Collected data:
________________

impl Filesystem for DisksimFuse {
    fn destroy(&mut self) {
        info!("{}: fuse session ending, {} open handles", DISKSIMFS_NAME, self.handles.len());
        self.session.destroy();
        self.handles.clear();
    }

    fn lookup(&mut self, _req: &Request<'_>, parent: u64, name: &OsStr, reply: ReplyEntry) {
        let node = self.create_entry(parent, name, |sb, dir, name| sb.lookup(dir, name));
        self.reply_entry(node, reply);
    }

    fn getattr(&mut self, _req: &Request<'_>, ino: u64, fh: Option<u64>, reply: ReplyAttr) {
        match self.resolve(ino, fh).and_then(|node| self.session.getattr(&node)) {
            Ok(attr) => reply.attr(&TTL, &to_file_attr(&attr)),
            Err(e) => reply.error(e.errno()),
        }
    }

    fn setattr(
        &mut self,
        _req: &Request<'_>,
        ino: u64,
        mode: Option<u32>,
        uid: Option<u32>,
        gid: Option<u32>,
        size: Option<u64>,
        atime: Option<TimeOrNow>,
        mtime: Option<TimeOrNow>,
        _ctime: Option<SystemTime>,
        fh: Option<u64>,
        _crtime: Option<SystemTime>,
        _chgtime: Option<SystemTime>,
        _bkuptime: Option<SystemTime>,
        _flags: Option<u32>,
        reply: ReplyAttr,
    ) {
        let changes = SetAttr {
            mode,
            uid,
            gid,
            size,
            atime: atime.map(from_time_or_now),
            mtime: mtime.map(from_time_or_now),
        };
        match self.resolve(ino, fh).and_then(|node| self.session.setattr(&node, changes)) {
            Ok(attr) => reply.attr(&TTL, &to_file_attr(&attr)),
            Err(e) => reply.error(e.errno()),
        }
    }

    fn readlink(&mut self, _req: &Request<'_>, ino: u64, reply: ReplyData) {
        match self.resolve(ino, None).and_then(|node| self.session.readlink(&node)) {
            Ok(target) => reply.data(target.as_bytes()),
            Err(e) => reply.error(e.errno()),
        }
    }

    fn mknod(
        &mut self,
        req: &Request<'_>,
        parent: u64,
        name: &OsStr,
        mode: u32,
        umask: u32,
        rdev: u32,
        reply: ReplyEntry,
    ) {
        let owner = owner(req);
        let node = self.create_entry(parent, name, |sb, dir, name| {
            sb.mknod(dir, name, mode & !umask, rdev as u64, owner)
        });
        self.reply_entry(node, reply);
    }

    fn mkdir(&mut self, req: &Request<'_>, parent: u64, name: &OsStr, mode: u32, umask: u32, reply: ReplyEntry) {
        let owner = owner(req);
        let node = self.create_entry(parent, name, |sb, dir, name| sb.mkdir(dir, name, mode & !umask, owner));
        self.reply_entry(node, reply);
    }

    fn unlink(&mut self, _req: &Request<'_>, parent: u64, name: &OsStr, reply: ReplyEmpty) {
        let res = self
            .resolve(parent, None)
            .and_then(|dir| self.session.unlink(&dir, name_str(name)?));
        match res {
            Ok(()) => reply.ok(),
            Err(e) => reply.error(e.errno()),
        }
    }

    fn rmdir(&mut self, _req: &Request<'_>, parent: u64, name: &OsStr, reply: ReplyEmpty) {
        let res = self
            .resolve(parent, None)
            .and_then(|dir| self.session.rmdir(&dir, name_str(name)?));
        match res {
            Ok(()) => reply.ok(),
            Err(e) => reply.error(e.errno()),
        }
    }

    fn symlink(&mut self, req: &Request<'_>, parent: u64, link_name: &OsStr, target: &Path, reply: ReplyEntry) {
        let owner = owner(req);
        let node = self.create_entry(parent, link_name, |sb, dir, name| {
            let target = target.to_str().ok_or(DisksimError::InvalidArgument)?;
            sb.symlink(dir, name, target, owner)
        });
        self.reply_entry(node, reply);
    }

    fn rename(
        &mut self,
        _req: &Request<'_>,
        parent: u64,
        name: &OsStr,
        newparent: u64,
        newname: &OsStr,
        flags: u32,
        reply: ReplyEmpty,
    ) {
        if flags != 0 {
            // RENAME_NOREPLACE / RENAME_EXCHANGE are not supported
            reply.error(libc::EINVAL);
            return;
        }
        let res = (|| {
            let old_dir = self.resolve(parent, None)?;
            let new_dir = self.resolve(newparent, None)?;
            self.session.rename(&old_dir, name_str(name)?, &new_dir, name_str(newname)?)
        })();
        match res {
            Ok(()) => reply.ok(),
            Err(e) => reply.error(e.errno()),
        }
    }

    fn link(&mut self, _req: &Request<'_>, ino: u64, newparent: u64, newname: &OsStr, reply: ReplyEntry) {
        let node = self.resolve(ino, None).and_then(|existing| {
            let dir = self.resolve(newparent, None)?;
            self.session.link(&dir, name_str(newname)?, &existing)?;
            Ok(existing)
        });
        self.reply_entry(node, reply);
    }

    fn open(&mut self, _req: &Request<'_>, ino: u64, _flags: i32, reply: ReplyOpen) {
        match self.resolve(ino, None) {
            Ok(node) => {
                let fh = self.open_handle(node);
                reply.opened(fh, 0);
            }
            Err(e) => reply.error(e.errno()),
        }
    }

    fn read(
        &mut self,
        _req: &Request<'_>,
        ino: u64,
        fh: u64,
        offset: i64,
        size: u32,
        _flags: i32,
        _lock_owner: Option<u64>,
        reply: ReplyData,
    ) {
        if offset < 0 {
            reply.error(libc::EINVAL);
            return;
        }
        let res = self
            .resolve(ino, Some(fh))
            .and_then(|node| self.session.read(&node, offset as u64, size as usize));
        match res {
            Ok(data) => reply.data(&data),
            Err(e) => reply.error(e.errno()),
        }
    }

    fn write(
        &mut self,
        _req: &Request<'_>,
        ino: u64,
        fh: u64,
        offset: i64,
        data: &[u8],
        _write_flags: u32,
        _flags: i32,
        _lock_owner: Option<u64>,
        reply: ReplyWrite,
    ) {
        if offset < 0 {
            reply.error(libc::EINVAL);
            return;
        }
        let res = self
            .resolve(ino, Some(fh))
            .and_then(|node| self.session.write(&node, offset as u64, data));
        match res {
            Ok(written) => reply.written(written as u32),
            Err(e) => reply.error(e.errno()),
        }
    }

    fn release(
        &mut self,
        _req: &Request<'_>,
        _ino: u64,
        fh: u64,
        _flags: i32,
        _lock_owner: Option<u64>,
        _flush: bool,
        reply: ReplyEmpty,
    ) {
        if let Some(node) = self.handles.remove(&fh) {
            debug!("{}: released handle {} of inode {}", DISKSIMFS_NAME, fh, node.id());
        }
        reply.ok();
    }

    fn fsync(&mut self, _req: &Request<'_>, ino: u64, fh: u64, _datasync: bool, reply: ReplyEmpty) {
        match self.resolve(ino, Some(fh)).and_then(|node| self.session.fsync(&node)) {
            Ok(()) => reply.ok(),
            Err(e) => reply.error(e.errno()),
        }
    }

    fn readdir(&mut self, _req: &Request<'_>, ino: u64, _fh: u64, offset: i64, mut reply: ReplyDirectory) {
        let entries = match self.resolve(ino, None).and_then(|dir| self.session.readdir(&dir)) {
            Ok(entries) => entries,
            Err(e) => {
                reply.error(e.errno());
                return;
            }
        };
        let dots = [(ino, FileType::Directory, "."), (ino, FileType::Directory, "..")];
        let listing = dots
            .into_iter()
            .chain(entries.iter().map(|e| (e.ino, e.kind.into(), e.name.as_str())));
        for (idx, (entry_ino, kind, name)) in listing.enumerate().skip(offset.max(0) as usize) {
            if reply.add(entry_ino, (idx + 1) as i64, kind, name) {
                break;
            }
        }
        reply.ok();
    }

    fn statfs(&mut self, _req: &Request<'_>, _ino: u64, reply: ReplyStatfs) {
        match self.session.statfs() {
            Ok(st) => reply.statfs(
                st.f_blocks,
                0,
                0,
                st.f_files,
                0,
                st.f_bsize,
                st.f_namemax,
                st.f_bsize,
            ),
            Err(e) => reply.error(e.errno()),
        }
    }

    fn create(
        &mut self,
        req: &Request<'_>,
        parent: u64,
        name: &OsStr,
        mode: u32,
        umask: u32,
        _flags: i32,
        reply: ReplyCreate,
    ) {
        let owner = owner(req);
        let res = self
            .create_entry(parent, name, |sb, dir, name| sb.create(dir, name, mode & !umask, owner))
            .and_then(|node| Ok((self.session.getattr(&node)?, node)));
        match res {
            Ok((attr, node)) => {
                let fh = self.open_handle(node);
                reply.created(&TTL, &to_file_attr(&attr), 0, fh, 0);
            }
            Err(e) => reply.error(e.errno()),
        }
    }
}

________________

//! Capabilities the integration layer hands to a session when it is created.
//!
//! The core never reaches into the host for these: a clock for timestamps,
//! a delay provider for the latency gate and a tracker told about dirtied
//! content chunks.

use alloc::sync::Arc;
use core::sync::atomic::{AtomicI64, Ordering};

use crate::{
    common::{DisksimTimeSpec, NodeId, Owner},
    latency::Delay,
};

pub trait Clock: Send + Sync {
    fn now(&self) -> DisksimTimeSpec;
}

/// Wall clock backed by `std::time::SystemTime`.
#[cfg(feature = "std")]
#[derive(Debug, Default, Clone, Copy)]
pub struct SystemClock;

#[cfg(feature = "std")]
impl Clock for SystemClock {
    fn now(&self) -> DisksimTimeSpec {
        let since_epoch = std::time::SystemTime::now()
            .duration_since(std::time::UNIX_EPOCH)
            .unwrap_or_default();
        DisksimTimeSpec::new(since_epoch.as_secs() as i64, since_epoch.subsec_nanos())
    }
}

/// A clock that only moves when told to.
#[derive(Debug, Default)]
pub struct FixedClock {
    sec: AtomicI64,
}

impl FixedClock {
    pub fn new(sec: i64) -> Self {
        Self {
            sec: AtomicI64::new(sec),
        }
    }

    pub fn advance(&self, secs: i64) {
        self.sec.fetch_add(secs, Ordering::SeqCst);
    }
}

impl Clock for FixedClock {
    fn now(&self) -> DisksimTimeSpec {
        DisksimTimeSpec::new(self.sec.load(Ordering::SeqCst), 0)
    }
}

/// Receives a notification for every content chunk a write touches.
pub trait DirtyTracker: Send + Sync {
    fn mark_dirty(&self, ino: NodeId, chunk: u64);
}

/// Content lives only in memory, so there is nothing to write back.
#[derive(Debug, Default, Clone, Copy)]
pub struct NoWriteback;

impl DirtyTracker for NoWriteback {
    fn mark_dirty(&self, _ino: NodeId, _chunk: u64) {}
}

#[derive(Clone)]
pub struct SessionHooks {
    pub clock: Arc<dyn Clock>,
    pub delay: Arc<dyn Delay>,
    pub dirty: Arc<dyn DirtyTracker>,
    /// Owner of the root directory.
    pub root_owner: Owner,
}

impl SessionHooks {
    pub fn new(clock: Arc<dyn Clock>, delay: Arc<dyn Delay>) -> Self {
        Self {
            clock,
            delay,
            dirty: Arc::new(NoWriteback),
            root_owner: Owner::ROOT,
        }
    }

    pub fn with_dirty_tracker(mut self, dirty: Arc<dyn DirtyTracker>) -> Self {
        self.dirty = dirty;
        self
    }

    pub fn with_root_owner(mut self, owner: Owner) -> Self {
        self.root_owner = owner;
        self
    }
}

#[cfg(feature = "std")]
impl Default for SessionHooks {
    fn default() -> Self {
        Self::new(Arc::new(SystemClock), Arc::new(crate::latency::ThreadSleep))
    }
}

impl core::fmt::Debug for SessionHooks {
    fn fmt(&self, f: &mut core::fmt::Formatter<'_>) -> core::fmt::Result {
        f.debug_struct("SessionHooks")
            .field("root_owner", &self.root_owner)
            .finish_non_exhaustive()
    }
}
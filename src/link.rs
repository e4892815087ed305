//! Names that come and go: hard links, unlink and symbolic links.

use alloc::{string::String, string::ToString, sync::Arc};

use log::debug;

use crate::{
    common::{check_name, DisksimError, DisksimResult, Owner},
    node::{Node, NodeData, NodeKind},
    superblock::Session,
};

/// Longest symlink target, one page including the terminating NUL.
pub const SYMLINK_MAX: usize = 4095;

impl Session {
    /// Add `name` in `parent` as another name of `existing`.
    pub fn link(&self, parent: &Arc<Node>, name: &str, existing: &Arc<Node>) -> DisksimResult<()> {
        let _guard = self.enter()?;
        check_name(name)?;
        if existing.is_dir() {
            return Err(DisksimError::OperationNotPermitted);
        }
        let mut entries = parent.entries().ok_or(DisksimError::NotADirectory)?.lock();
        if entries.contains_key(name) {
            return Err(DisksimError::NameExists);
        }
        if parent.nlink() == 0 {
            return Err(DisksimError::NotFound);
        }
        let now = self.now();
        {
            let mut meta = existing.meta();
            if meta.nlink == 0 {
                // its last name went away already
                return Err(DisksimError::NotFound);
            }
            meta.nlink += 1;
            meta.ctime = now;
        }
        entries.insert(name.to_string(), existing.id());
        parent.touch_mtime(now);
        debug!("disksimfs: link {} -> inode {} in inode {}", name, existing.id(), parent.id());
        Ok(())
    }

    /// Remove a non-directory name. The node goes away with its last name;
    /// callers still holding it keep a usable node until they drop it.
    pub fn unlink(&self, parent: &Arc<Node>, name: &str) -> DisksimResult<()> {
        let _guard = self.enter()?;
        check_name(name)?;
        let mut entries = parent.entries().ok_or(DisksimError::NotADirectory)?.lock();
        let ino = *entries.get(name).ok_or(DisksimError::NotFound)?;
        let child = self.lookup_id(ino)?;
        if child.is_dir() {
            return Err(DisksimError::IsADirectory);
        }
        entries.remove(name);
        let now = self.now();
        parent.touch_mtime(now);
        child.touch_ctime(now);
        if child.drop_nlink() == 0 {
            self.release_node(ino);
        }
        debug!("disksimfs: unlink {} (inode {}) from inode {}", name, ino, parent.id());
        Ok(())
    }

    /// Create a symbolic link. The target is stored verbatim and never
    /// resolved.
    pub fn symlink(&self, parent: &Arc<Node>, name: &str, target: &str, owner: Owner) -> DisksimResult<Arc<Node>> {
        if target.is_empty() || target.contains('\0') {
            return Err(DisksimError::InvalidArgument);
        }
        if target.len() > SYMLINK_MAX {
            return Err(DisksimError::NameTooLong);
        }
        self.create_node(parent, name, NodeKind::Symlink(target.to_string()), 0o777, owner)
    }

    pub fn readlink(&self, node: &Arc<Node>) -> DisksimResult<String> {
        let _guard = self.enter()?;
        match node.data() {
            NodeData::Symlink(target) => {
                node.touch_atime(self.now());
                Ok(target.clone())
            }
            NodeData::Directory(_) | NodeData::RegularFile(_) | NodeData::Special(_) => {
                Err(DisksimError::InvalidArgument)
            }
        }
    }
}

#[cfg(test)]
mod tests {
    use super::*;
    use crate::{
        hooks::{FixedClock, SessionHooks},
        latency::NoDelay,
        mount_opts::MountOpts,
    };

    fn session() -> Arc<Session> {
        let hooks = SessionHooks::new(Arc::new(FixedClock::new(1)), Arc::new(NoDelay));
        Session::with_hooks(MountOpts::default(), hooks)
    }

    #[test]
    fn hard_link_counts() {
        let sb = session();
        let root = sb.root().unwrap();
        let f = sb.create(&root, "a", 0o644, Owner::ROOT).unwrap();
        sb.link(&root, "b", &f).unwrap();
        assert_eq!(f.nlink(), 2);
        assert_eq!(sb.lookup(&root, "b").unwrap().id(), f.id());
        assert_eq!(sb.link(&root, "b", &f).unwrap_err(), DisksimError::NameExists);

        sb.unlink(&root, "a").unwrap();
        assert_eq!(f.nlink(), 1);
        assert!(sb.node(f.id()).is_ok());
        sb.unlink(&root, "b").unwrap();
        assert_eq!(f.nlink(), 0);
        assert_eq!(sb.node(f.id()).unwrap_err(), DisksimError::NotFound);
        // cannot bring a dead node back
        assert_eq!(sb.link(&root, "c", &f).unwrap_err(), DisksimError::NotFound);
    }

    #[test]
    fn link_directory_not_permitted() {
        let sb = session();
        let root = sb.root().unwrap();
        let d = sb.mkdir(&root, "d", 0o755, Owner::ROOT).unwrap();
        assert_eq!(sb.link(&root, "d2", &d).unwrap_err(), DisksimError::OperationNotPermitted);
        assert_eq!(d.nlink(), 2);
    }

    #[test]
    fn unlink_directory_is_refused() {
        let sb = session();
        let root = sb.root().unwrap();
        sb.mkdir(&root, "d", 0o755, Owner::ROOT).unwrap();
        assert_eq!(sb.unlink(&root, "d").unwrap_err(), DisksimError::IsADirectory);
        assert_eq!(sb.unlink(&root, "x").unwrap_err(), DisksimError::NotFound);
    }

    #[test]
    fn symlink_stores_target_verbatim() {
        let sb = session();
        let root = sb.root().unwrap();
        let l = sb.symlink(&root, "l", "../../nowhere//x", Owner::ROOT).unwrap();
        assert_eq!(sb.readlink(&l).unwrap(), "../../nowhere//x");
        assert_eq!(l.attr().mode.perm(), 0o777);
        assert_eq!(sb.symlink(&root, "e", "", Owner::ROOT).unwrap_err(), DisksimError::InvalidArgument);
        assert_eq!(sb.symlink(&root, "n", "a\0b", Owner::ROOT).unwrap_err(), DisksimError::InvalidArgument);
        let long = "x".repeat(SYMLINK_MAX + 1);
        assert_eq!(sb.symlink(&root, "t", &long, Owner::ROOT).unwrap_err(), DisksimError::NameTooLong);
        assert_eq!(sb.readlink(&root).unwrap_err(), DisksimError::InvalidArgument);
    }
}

________________

**TASK:** Whenever a line in the entries above includes the word "usize", pull that line out.

**RESPONSE AREA:**
            .and_then(|node| self.session.read(&node, offset as u64, size as usize));
        for (idx, (entry_ino, kind, name)) in listing.enumerate().skip(offset.max(0) as usize) {
pub const SYMLINK_MAX: usize = 4095;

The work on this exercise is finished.